*Task objective*
Give the records back in full, exactly as they read.

Stored data entries
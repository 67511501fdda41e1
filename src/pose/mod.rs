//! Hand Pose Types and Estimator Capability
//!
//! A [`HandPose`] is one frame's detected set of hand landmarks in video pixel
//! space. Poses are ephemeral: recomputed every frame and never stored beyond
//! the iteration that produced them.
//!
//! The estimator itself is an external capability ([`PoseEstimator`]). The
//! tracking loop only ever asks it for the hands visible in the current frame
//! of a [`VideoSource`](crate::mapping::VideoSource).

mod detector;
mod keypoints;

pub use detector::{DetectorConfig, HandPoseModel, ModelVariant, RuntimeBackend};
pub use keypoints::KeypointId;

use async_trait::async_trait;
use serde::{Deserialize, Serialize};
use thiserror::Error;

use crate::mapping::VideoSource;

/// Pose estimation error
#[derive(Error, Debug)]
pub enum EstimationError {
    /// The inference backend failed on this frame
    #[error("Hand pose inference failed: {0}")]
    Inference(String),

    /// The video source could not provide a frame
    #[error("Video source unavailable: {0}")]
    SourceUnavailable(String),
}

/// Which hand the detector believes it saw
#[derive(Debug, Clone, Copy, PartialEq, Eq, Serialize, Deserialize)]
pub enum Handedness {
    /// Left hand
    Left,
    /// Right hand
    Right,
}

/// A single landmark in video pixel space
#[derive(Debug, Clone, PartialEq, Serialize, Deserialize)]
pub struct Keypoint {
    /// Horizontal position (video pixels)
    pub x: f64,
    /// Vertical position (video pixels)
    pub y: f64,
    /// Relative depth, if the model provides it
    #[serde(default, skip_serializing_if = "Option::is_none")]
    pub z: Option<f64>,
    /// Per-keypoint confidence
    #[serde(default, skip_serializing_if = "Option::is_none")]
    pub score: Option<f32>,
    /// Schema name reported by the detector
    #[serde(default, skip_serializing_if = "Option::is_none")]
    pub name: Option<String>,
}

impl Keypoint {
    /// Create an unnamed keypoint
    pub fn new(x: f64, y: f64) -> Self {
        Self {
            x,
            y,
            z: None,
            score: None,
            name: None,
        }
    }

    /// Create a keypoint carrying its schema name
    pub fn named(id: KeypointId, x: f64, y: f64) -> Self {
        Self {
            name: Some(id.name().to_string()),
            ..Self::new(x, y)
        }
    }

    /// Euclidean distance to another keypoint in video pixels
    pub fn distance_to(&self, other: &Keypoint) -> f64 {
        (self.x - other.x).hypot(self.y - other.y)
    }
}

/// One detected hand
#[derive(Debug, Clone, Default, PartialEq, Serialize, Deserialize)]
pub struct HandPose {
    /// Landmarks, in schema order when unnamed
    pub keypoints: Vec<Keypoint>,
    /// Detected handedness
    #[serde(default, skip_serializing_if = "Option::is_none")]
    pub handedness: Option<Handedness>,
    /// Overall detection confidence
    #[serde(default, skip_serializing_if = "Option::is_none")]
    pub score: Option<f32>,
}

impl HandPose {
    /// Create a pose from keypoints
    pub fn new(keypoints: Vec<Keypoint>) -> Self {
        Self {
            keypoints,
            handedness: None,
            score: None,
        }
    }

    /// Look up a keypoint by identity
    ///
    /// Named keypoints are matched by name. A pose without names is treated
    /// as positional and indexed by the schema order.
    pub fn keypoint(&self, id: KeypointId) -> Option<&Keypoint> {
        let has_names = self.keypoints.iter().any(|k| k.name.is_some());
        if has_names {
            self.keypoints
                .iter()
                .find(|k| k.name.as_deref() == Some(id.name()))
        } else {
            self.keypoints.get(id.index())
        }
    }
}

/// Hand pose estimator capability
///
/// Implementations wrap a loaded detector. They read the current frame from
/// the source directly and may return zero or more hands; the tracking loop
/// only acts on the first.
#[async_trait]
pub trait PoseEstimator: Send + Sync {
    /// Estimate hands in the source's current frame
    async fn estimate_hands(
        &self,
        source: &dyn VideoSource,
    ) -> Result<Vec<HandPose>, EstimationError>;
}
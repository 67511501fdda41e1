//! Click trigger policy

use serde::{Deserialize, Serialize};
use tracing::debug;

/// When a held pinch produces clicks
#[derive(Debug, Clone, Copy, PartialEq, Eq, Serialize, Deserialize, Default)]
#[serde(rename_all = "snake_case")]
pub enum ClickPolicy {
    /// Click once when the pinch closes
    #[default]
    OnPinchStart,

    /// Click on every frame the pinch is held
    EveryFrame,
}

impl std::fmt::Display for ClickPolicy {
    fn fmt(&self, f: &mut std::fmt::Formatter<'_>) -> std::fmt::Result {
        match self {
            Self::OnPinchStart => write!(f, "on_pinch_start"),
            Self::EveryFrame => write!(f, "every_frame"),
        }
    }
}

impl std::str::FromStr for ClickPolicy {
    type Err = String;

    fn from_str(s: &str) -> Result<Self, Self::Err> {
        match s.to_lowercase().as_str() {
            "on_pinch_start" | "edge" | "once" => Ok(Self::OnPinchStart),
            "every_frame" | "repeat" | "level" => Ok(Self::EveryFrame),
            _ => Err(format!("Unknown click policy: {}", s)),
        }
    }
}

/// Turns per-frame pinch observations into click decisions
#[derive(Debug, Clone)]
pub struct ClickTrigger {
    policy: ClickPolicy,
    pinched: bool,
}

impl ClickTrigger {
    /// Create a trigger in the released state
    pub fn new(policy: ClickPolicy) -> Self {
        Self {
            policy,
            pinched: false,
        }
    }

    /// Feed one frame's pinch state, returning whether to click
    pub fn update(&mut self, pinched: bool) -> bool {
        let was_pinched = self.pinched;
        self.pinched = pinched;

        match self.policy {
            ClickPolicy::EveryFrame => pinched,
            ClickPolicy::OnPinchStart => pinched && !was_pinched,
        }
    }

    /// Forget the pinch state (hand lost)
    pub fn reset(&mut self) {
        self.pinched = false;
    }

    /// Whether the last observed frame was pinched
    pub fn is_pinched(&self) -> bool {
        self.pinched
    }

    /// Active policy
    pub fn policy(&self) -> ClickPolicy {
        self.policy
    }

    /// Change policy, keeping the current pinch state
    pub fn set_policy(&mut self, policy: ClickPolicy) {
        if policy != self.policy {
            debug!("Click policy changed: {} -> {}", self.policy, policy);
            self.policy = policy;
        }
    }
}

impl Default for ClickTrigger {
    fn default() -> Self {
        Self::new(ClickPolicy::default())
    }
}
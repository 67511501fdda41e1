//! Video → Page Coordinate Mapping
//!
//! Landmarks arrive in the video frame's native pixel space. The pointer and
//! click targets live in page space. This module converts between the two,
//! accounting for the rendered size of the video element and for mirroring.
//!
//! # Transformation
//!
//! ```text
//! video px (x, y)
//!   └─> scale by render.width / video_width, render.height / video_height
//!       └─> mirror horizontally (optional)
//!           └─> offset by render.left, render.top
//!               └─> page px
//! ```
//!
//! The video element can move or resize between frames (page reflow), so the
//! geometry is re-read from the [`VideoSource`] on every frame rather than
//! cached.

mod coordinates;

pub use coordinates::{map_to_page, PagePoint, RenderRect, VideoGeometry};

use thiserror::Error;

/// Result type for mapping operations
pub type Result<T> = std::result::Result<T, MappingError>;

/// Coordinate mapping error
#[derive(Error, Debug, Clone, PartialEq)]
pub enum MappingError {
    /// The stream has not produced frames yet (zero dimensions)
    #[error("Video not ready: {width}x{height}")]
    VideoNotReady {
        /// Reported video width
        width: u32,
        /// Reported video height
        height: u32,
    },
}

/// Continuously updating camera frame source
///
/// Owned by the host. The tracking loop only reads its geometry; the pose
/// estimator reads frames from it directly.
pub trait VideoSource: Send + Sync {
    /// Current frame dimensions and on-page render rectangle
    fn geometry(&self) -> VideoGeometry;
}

*Expected output*
repository 67511501fdda41e1
filename src/pose/mod.rs
//! Hand Pose Types and Estimator Capability
//!
//! A [`HandPose`] is one frame's detected set of hand landmarks in video pixel
//! space. Poses are ephemeral: recomputed every frame and never stored beyond
//! the iteration that produced them.
//!
//! The estimator itself is an external capability ([`PoseEstimator`]). The
//! tracking loop only ever asks it for the hands visible in the current frame
//! of a [`VideoSource`](crate::mapping::VideoSource).

mod detector;
mod keypoints;

pub use detector::{DetectorConfig, HandPoseModel, ModelVariant, RuntimeBackend};
pub use keypoints::KeypointId;

use async_trait::async_trait;
use serde::{Deserialize, Serialize};
use thiserror::Error;

use crate::mapping::VideoSource;

/// Pose estimation error
#[derive(Error, Debug)]
pub enum EstimationError {
    /// The inference backend failed on this frame
    #[error("Hand pose inference failed: {0}")]
    Inference(String),

    /// The video source could not provide a frame
    #[error("Video source unavailable: {0}")]
    SourceUnavailable(String),
}

/// Which hand the detector believes it saw
#[derive(Debug, Clone, Copy, PartialEq, Eq, Serialize, Deserialize)]
pub enum Handedness {
    /// Left hand
    Left,
    /// Right hand
    Right,
}

/// A single landmark in video pixel space
#[derive(Debug, Clone, PartialEq, Serialize, Deserialize)]
pub struct Keypoint {
    /// Horizontal position (video pixels)
    pub x: f64,
    /// Vertical position (video pixels)
    pub y: f64,
    /// Relative depth, if the model provides it
    #[serde(default, skip_serializing_if = "Option::is_none")]
    pub z: Option<f64>,
    /// Per-keypoint confidence
    #[serde(default, skip_serializing_if = "Option::is_none")]
    pub score: Option<f32>,
    /// Schema name reported by the detector
    #[serde(default, skip_serializing_if = "Option::is_none")]
    pub name: Option<String>,
}

impl Keypoint {
    /// Create an unnamed keypoint
    pub fn new(x: f64, y: f64) -> Self {
        Self {
            x,
            y,
            z: None,
            score: None,
            name: None,
        }
    }

    /// Create a keypoint carrying its schema name
    pub fn named(id: KeypointId, x: f64, y: f64) -> Self {
        Self {
            name: Some(id.name().to_string()),
            ..Self::new(x, y)
        }
    }

    /// Euclidean distance to another keypoint in video pixels
    pub fn distance_to(&self, other: &Keypoint) -> f64 {
        (self.x - other.x).hypot(self.y - other.y)
    }
}

/// One detected hand
#[derive(Debug, Clone, Default, PartialEq, Serialize, Deserialize)]
pub struct HandPose {
    /// Landmarks, in schema order when unnamed
    pub keypoints: Vec<Keypoint>,
    /// Detected handedness
    #[serde(default, skip_serializing_if = "Option::is_none")]
    pub handedness: Option<Handedness>,
    /// Overall detection confidence
    #[serde(default, skip_serializing_if = "Option::is_none")]
    pub score: Option<f32>,
}

impl HandPose {
    /// Create a pose from keypoints
    pub fn new(keypoints: Vec<Keypoint>) -> Self {
        Self {
            keypoints,
            handedness: None,
            score: None,
        }
    }

    /// Look up a keypoint by identity
    ///
    /// Named keypoints are matched by name. A pose without names is treated
    /// as positional and indexed by the schema order.
    pub fn keypoint(&self, id: KeypointId) -> Option<&Keypoint> {
        let has_names = self.keypoints.iter().any(|k| k.name.is_some());
        if has_names {
            self.keypoints
                .iter()
                .find(|k| k.name.as_deref() == Some(id.name()))
        } else {
            self.keypoints.get(id.index())
        }
    }
}

/// Hand pose estimator capability
///
/// Implementations wrap a loaded detector. They read the current frame from
/// the source directly and may return zero or more hands; the tracking loop
/// only acts on the first.
#[async_trait]
pub trait PoseEstimator: Send + Sync {
    /// Estimate hands in the source's current frame
    async fn estimate_hands(
        &self,
        source: &dyn VideoSource,
    ) -> Result<Vec<HandPose>, EstimationError>;
}
repository 67511501fdda41e1
//! Click trigger policy

use serde::{Deserialize, Serialize};
use tracing::debug;

/// When a held pinch produces clicks
#[derive(Debug, Clone, Copy, PartialEq, Eq, Serialize, Deserialize, Default)]
#[serde(rename_all = "snake_case")]
pub enum ClickPolicy {
    /// Click once when the pinch closes
    #[default]
    OnPinchStart,

    /// Click on every frame the pinch is held
    EveryFrame,
}

impl std::fmt::Display for ClickPolicy {
    fn fmt(&self, f: &mut std::fmt::Formatter<'_>) -> std::fmt::Result {
        match self {
            Self::OnPinchStart => write!(f, "on_pinch_start"),
            Self::EveryFrame => write!(f, "every_frame"),
        }
    }
}

impl std::str::FromStr for ClickPolicy {
    type Err = String;

    fn from_str(s: &str) -> Result<Self, Self::Err> {
        match s.to_lowercase().as_str() {
            "on_pinch_start" | "edge" | "once" => Ok(Self::OnPinchStart),
            "every_frame" | "repeat" | "level" => Ok(Self::EveryFrame),
            _ => Err(format!("Unknown click policy: {}", s)),
        }
    }
}

/// Turns per-frame pinch observations into click decisions
#[derive(Debug, Clone)]
pub struct ClickTrigger {
    policy: ClickPolicy,
    pinched: bool,
}

impl ClickTrigger {
    /// Create a trigger in the released state
    pub fn new(policy: ClickPolicy) -> Self {
        Self {
            policy,
            pinched: false,
        }
    }

    /// Feed one frame's pinch state, returning whether to click
    pub fn update(&mut self, pinched: bool) -> bool {
        let was_pinched = self.pinched;
        self.pinched = pinched;

        match self.policy {
            ClickPolicy::EveryFrame => pinched,
            ClickPolicy::OnPinchStart => pinched && !was_pinched,
        }
    }

    /// Forget the pinch state (hand lost)
    pub fn reset(&mut self) {
        self.pinched = false;
    }

    /// Whether the last observed frame was pinched
    pub fn is_pinched(&self) -> bool {
        self.pinched
    }

    /// Active policy
    pub fn policy(&self) -> ClickPolicy {
        self.policy
    }

    /// Change policy, keeping the current pinch state
    pub fn set_policy(&mut self, policy: ClickPolicy) {
        if policy != self.policy {
            debug!("Click policy changed: {} -> {}", self.policy, policy);
            self.policy = policy;
        }
    }
}

impl Default for ClickTrigger {
    fn default() -> Self {
        Self::new(ClickPolicy::default())
    }
}
repository 67511501fdda41e1
//! Video → Page Coordinate Mapping
//!
//! Landmarks arrive in the video frame's native pixel space. The pointer and
//! click targets live in page space. This module converts between the two,
//! accounting for the rendered size of the video element and for mirroring.
//!
//! # Transformation
//!
//! ```text
//! video px (x, y)
//!   └─> scale by render.width / video_width, render.height / video_height
//!       └─> mirror horizontally (optional)
//!           └─> offset by render.left, render.top
//!               └─> page px
//! ```
//!
//! The video element can move or resize between frames (page reflow), so the
//! geometry is re-read from the [`VideoSource`] on every frame rather than
//! cached.

mod coordinates;

pub use coordinates::{map_to_page, PagePoint, RenderRect, VideoGeometry};

use thiserror::Error;

/// Result type for mapping operations
pub type Result<T> = std::result::Result<T, MappingError>;

/// Coordinate mapping error
#[derive(Error, Debug, Clone, PartialEq)]
pub enum MappingError {
    /// The stream has not produced frames yet (zero dimensions)
    #[error("Video not ready: {width}x{height}")]
    VideoNotReady {
        /// Reported video width
        width: u32,
        /// Reported video height
        height: u32,
    },
}

/// Continuously updating camera frame source
///
/// Owned by the host. The tracking loop only reads its geometry; the pose
/// estimator reads frames from it directly.
pub trait VideoSource: Send + Sync {
    /// Current frame dimensions and on-page render rectangle
    fn geometry(&self) -> VideoGeometry;
}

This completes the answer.